Perspectives économiques de la Grèce après les nouvelles mesures fiscales

Une simulation préliminaire de l’impact des nouvelles mesures fiscales ordonnées à la Grèce par ses créanciers, et du marasme induit par la perte de confiance et les contrôles de capitaux, suggère que le produit intérieur brut à prix constants diminuerait de 1,37% cette année et 0,92% l’année suivante.

Une simulation préliminaire de l’impact des nouvelles mesures fiscales ordonnées à la Grèce par ses créanciers, et du marasme induit par la perte de confiance et les contrôles de capitaux, suggère que le produit intérieur brut à prix constants diminuerait de 1,37% cette année et 0,92% l’année suivante.

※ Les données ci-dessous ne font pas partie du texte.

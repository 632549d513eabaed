//! Unique-constraint enforcement for a single `(collection, field)` pair.
//!
//! Grounded on `document_validator.py`'s `_check_unique_constraint`: the
//! index is a flat value -> owning-document-id map, persisted as one JSON
//! file per indexed field under `<db>/<collection>/indexes/<field>.idx`.
//! Checking and claiming a value happen in the same step, matching the
//! source's "look up, and if free, immediately record" behavior.

use crate::error::{CoreError, CoreResult};
use docdb_storage::Layout;
use serde_json::Value;
use std::collections::HashMap;
use std::sync::Arc;

/// Renders a field value to the string key the unique index stores it
/// under. Numbers and strings are the only values a unique index is
/// meaningfully declared on, but any JSON value is accepted.
fn canonical_key(value: &Value) -> String {
    match value {
        Value::String(s) => s.clone(),
        Value::Number(n) => n.to_string(),
        Value::Bool(b) => b.to_string(),
        Value::Null => "null".to_string(),
        other => other.to_string(),
    }
}

/// A single unique index file: `field value -> owning document id`.
pub struct UniqueIndex {
    layout: Arc<Layout>,
    db: String,
    collection: String,
    field: String,
}

impl UniqueIndex {
    /// Opens (without yet creating) the unique index for `collection.field`.
    #[must_use]
    pub fn new(layout: Arc<Layout>, db: impl Into<String>, collection: impl Into<String>, field: impl Into<String>) -> Self {
        Self {
            layout,
            db: db.into(),
            collection: collection.into(),
            field: field.into(),
        }
    }

    /// Creates an empty index file if one doesn't already exist.
    pub fn create(&self) -> CoreResult<()> {
        let path = self.layout.unique_index_path(&self.db, &self.collection, &self.field);
        if path.is_file() {
            return Ok(());
        }
        if let Some(parent) = path.parent() {
            std::fs::create_dir_all(parent).map_err(docdb_storage::StorageError::Io)?;
        }
        self.write(&HashMap::new())?;
        Ok(())
    }

    /// Deletes the index file, if present.
    pub fn drop(&self) -> CoreResult<()> {
        let path = self.layout.unique_index_path(&self.db, &self.collection, &self.field);
        if path.is_file() {
            std::fs::remove_file(path).map_err(docdb_storage::StorageError::Io)?;
        }
        Ok(())
    }

    fn read(&self) -> CoreResult<HashMap<String, String>> {
        let path = self.layout.unique_index_path(&self.db, &self.collection, &self.field);
        Ok(self.layout.read_json(&path)?.unwrap_or_default())
    }

    fn write(&self, index: &HashMap<String, String>) -> CoreResult<()> {
        let path = self.layout.unique_index_path(&self.db, &self.collection, &self.field);
        self.layout.write_json(&path, index)?;
        Ok(())
    }

    /// Checks that `value` is free (or already owned by `doc_id`), and if
    /// so claims it for `doc_id`. Returns an error naming the field when the
    /// value is already owned by a different document.
    pub fn check_and_claim(&self, value: &Value, doc_id: &str) -> CoreResult<()> {
        let mut index = self.read()?;
        let key = canonical_key(value);
        if let Some(owner) = index.get(&key) {
            if owner != doc_id {
                return Err(CoreError::validation_error(format!(
                    "Duplicate value for unique field '{}'",
                    self.field
                )));
            }
        }
        index.insert(key, doc_id.to_string());
        self.write(&index)
    }

    /// Releases `value` from the index (e.g. on delete, or before a claim
    /// for an update changes which value a document owns).
    pub fn release(&self, value: &Value) -> CoreResult<()> {
        let mut index = self.read()?;
        index.remove(&canonical_key(value));
        self.write(&index)
    }
}

#[cfg(test)]
mod tests {
    use super::*;
    use serde_json::json;
    use tempfile::TempDir;

    fn index() -> (TempDir, UniqueIndex) {
        let dir = TempDir::new().unwrap();
        let layout = Arc::new(Layout::new(dir.path()).unwrap());
        layout.create_database("shop").unwrap();
        let idx = UniqueIndex::new(layout, "shop", "users", "email");
        idx.create().unwrap();
        (dir, idx)
    }

    #[test]
    fn first_claim_succeeds() {
        let (_dir, idx) = index();
        idx.check_and_claim(&json!("ada@example.com"), "1").unwrap();
    }

    #[test]
    fn duplicate_value_from_another_document_is_rejected() {
        let (_dir, idx) = index();
        idx.check_and_claim(&json!("ada@example.com"), "1").unwrap();
        let err = idx.check_and_claim(&json!("ada@example.com"), "2").unwrap_err();
        assert!(err.to_string().contains("Duplicate value"));
    }

    #[test]
    fn reclaiming_by_the_same_document_is_a_no_op() {
        let (_dir, idx) = index();
        idx.check_and_claim(&json!("ada@example.com"), "1").unwrap();
        idx.check_and_claim(&json!("ada@example.com"), "1").unwrap();
    }

    #[test]
    fn release_then_claim_by_another_document_succeeds() {
        let (_dir, idx) = index();
        idx.check_and_claim(&json!("ada@example.com"), "1").unwrap();
        idx.release(&json!("ada@example.com")).unwrap();
        idx.check_and_claim(&json!("ada@example.com"), "2").unwrap();
    }
}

Composantes du produit intérieur brut à prix constants en Grèce, base 2010, d’après l’optique de la demande (Milliards d’€ et taux de croissance annuelle)

Ce sont évidemment la consommation et l’investissement, ou formation brute de capital fixe, qui sont principalement réduits par les nouvelles mesures d’austérité, et par l’incertitude qui a prévalu depuis novembre de l’année passée. Les contrôles de capitaux, qui ont raréfié la liquidité et inquiété les investisseurs, ont également ralenti les dépenses privées. Les exportations, essentiellement celles de services touristiques, continueraient toutefois à croître de manière dynamique et amoindriraient la récession. Certains organismes publient des perspectives plus pessimistes car elles supposent une stagnation ou même une réduction des exportations mais ce scénario semble exagéré compte tenu de l’information disponible.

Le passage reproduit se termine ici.